I would discover at 18 that caffeine was one of my migraine triggers, explaining why mine were so terrible as a teen, since I was chugging Wild Cherry Pepsi like it was water. And that’s the shitty thing about migraines. Migraine triggers are plentiful for people, and often remain a mystery. In addition to caffeine, I also have lack of sleep, skipping meals, and perfume to thank for triggering some of my migraines. And yet still I have more that I haven’t discovered. But there is no hard and fast rule for what could be a trigger. Caffeine is a perfect example. For some, it actually helps their migraines. For me, it only makes it worse. Coordinating with other migraine sufferers devolves into: “Have you tried this?” “Yeah, that didn’t work for me.” 

In high school, as I inched ever closer to graduation day, a feeling of doom slipped over me. If I couldn’t make it even one week without missing at least a day of school because of my migraines, how would I ever make it out there in the “real world?” The real world, with its set-in-stone work hours and bosses who won’t even let someone stay home sick when they were missing limbs.
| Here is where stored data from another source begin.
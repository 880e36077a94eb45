use std::collections::BTreeSet;

use thiserror::Error;

use crate::models::{
    FormBounds, NumericBounds, RawSelection, SelectionField, TripSelection, LOCATION_SENTINEL,
    PLACE_SENTINEL,
};

pub const INCOMPLETE_SELECTION_MESSAGE: &str =
    "Please select valid From, To, and Place of Stay locations.";

#[derive(Debug, Clone, PartialEq, Eq, Error)]
pub enum ValidationError {
    #[error("incomplete selection: {} not selected", join_fields(fields))]
    IncompleteSelection { fields: BTreeSet<SelectionField> },
    #[error("{field} must be between {min} and {max}, got {value}")]
    OutOfRange {
        field: SelectionField,
        value: u32,
        min: u32,
        max: u32,
    },
}

impl ValidationError {
    pub fn fields(&self) -> BTreeSet<SelectionField> {
        match self {
            Self::IncompleteSelection { fields } => fields.clone(),
            Self::OutOfRange { field, .. } => BTreeSet::from([*field]),
        }
    }

    pub fn user_message(&self) -> String {
        match self {
            Self::IncompleteSelection { .. } => INCOMPLETE_SELECTION_MESSAGE.to_string(),
            Self::OutOfRange {
                field, min, max, ..
            } => format!("{} must be between {min} and {max}.", field.label()),
        }
    }
}

fn join_fields(fields: &BTreeSet<SelectionField>) -> String {
    fields
        .iter()
        .map(|field| field.as_str())
        .collect::<Vec<_>>()
        .join(", ")
}

pub fn validate(raw: RawSelection) -> Result<TripSelection, ValidationError> {
    let mut fields = BTreeSet::new();

    if raw.origin == LOCATION_SENTINEL {
        fields.insert(SelectionField::Origin);
    }
    if raw.destination == LOCATION_SENTINEL {
        fields.insert(SelectionField::Destination);
    }
    if raw.stay_place == PLACE_SENTINEL {
        fields.insert(SelectionField::StayPlace);
    }

    if !fields.is_empty() {
        return Err(ValidationError::IncompleteSelection { fields });
    }

    Ok(TripSelection {
        hotel_nightly_price: raw.hotel_nightly_price,
        flight_price: raw.flight_price,
        origin: raw.origin,
        destination: raw.destination,
        days: raw.days,
        flight_class_label: raw.flight_class_label,
        distance_km: raw.distance_km,
        stay_place: raw.stay_place,
    })
}

impl FormBounds {
    pub fn check(&self, selection: &TripSelection) -> Result<(), ValidationError> {
        check_one(
            SelectionField::HotelNightlyPrice,
            selection.hotel_nightly_price,
            self.hotel_nightly_price,
        )?;
        check_one(
            SelectionField::FlightPrice,
            selection.flight_price,
            self.flight_price,
        )?;
        check_one(SelectionField::Days, selection.days, self.days)?;
        check_one(
            SelectionField::DistanceKm,
            selection.distance_km,
            self.distance_km,
        )
    }
}

fn check_one(field: SelectionField, value: u32, bounds: NumericBounds) -> Result<(), ValidationError> {
    if bounds.contains(value) {
        Ok(())
    } else {
        Err(ValidationError::OutOfRange {
            field,
            value,
            min: bounds.min,
            max: bounds.max,
        })
    }
}

#[cfg(test)]
mod tests {
    use super::*;
    use crate::models::FLIGHT_CLASS_SENTINEL;

    fn raw() -> RawSelection {
        RawSelection {
            hotel_nightly_price: 100,
            flight_price: 500,
            origin: "Paris".to_string(),
            destination: "Tokyo".to_string(),
            days: 3,
            flight_class_label: "Business".to_string(),
            distance_km: 400,
            stay_place: "Tokyo".to_string(),
        }
    }

    #[test]
    fn accepts_complete_selection() {
        let selection = validate(raw()).unwrap();
        assert_eq!(selection.origin, "Paris");
        assert_eq!(selection.days, 3);
    }

    #[test]
    fn names_the_unset_origin() {
        let mut input = raw();
        input.origin = LOCATION_SENTINEL.to_string();

        let err = validate(input).unwrap_err();
        assert_eq!(
            err,
            ValidationError::IncompleteSelection {
                fields: BTreeSet::from([SelectionField::Origin])
            }
        );
        assert_eq!(err.user_message(), INCOMPLETE_SELECTION_MESSAGE);
    }

    #[test]
    fn collects_every_unset_dropdown() {
        let mut input = raw();
        input.destination = LOCATION_SENTINEL.to_string();
        input.stay_place = PLACE_SENTINEL.to_string();

        let err = validate(input).unwrap_err();
        assert_eq!(
            err.fields(),
            BTreeSet::from([SelectionField::Destination, SelectionField::StayPlace])
        );
        assert_eq!(
            err.to_string(),
            "incomplete selection: destination, stayPlace not selected"
        );
    }

    #[test]
    fn ignores_ranges_and_flight_class() {
        let mut input = raw();
        input.hotel_nightly_price = 9_999;
        input.days = 0;
        input.flight_class_label = FLIGHT_CLASS_SENTINEL.to_string();
        assert!(validate(input).is_ok());
    }

    #[test]
    fn place_sentinel_is_not_a_location_sentinel() {
        let mut input = raw();
        input.origin = PLACE_SENTINEL.to_string();
        assert!(validate(input).is_ok());
    }

    #[test]
    fn bounds_flag_first_out_of_range_field() {
        let bounds = FormBounds::default();
        assert!(bounds.check(&validate(raw()).unwrap()).is_ok());

        let mut input = raw();
        input.days = 6;
        input.distance_km = 50;
        let err = bounds.check(&validate(input).unwrap()).unwrap_err();
        assert_eq!(
            err,
            ValidationError::OutOfRange {
                field: SelectionField::Days,
                value: 6,
                min: 1,
                max: 5
            }
        );
        assert_eq!(err.user_message(), "Number of Days must be between 1 and 5.");
    }
}
use std::env;

use anyhow::{Context, Result};
use expense_api::build_app;
use expense_estimator::EstimatorConfig;
use expense_observability::init_tracing;

#[tokio::main]
async fn main() -> Result<()> {
    init_tracing("expense_api");

    let config = EstimatorConfig::from_env();
    let bind = env::var("EXPENSE_BIND").unwrap_or_else(|_| "0.0.0.0:8080".to_string());

    let app = build_app(&config);

    let listener = tokio::net::TcpListener::bind(&bind)
        .await
        .with_context(|| format!("failed to bind {bind}"))?;
    tracing::info!(bind = %bind, "travel expense api started");

    axum::serve(listener, app).await?;
    Ok(())
}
The future seemed bleak.

I wish I could say that my migraines got better. Now in my 30s, they’re still an almost daily struggle. I’ve been working with a neurologist for years now, trying all sorts of new migraine medications and treatments. I’ve been getting 31 injections of Botox for Migraine every three months for the past year. Has it helped? A little. When I was a kid, every migraine was a 10/10 on the pain scale. Now I can call many of my adult migraines “mild.”  

When you live with chronic pain for decades, you come up with all sorts of ways to cope. I have a red armchair I got from Goodwill when I was moving into my first apartment. I called it the “headache chair” because it holds my head and neck just right so that it can sometimes stop a migraine before it gets too bad. I have knee-high socks filled with uncooked rice that I can heat up in the microwave if cold isn’t the thing I need. I carry topical muscle rubs with me wherever I go so I can stop something from getting too bad that I can’t drive myself home. I’m a wealth of knowledge, a ledger of all of the little things that work and don’t work.
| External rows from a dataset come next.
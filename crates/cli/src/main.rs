mod form;

use std::io;
use std::path::PathBuf;

use anyhow::Result;
use clap::{ArgAction, Parser, Subcommand};
use expense_core::{
    FormBounds, RawSelection, FLIGHT_CLASS_SENTINEL, LOCATION_SENTINEL, PLACE_SENTINEL,
};
use expense_estimator::config::{
    DEFAULT_FLIGHTS_CSV, DEFAULT_HOTELS_CSV, DEFAULT_MODEL_PATH, DEFAULT_PREPROCESSOR_PATH,
};
use expense_estimator::{EstimatorConfig, ExpenseEstimator};
use expense_observability::{init_tracing, AppMetrics};

use crate::form::FormPrompter;

#[derive(Debug, Parser)]
#[command(name = "expense")]
#[command(about = "Total travel expense estimator")]
struct Cli {
    #[arg(long, env = "EXPENSE_FLIGHTS_CSV", default_value = DEFAULT_FLIGHTS_CSV)]
    flights: PathBuf,

    #[arg(long, env = "EXPENSE_HOTELS_CSV", default_value = DEFAULT_HOTELS_CSV)]
    hotels: PathBuf,

    #[arg(long, env = "EXPENSE_PREPROCESSOR_PATH", default_value = DEFAULT_PREPROCESSOR_PATH)]
    preprocessor: PathBuf,

    #[arg(long, env = "EXPENSE_MODEL_PATH", default_value = DEFAULT_MODEL_PATH)]
    model: PathBuf,

    #[arg(long, env = "EXPENSE_ENFORCE_BOUNDS", default_value_t = true, action = ArgAction::Set)]
    enforce_bounds: bool,

    #[command(subcommand)]
    command: Command,
}

#[derive(Debug, Subcommand)]
enum Command {
    Catalog,
    Estimate {
        #[arg(long, default_value_t = 0)]
        hotel_price: u32,
        #[arg(long, default_value_t = 0)]
        flight_price: u32,
        #[arg(long, default_value = LOCATION_SENTINEL)]
        from: String,
        #[arg(long, default_value = LOCATION_SENTINEL)]
        to: String,
        #[arg(long, default_value_t = 1)]
        days: u32,
        #[arg(long, default_value = FLIGHT_CLASS_SENTINEL)]
        flight_class: String,
        #[arg(long, default_value_t = 100)]
        distance: u32,
        #[arg(long, default_value = PLACE_SENTINEL)]
        place: String,
    },
    Form,
}

fn main() -> Result<()> {
    init_tracing("expense_cli");
    let cli = Cli::parse();

    let config = EstimatorConfig {
        flights_csv: cli.flights,
        hotels_csv: cli.hotels,
        preprocessor_path: cli.preprocessor,
        model_path: cli.model,
        enforce_bounds: cli.enforce_bounds,
        bounds: FormBounds::default(),
    };
    let estimator = ExpenseEstimator::load(&config, AppMetrics::shared());

    match cli.command {
        Command::Catalog => {
            println!("{}", serde_json::to_string_pretty(&estimator.form())?);
        }
        Command::Estimate {
            hotel_price,
            flight_price,
            from,
            to,
            days,
            flight_class,
            distance,
            place,
        } => {
            let response = estimator
                .submit(RawSelection {
                    hotel_nightly_price: hotel_price,
                    flight_price,
                    origin: from,
                    destination: to,
                    days,
                    flight_class_label: flight_class,
                    distance_km: distance,
                    stay_place: place,
                })
                .into_response();
            println!("{}", serde_json::to_string_pretty(&response)?);
        }
        Command::Form => {
            let stdin = io::stdin();
            let mut prompter = FormPrompter::new(stdin.lock(), io::stdout());
            prompter.run(&estimator)?;
        }
    }

    Ok(())
}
I’ve been tracking my migraines in a little bullet journal I keep on my desk. Each day, I mark lines for the state of my head. Vertical slashes for “just a headache,” cross-hatched vertical and horizontal lines for migraines. A day from from slashes marks a blissful 24 hours with no pain. 2021’s migraine tracker is a complicated web of lines, each slash a memory, a day when I had to cancel plans, a night when I cried into my phone as I spoke with my mom about the pain, a moment when I could barely keep some saltine crackers and a bit of water in my stomach.

I’m only part-way through life. I have so many more years to go. Migraine science is always coming up with new things. Maybe they’ll release a new treatment that finally works. Maybe the migraines will go away with menopause. I choose to still hold that glimmer of hope. And while I wait, I’m just going to savor the days when I feel good. I’m going to focus on the positive. So many people have told me their “getting better” migraine stories. Fingers crossed that I become one of them.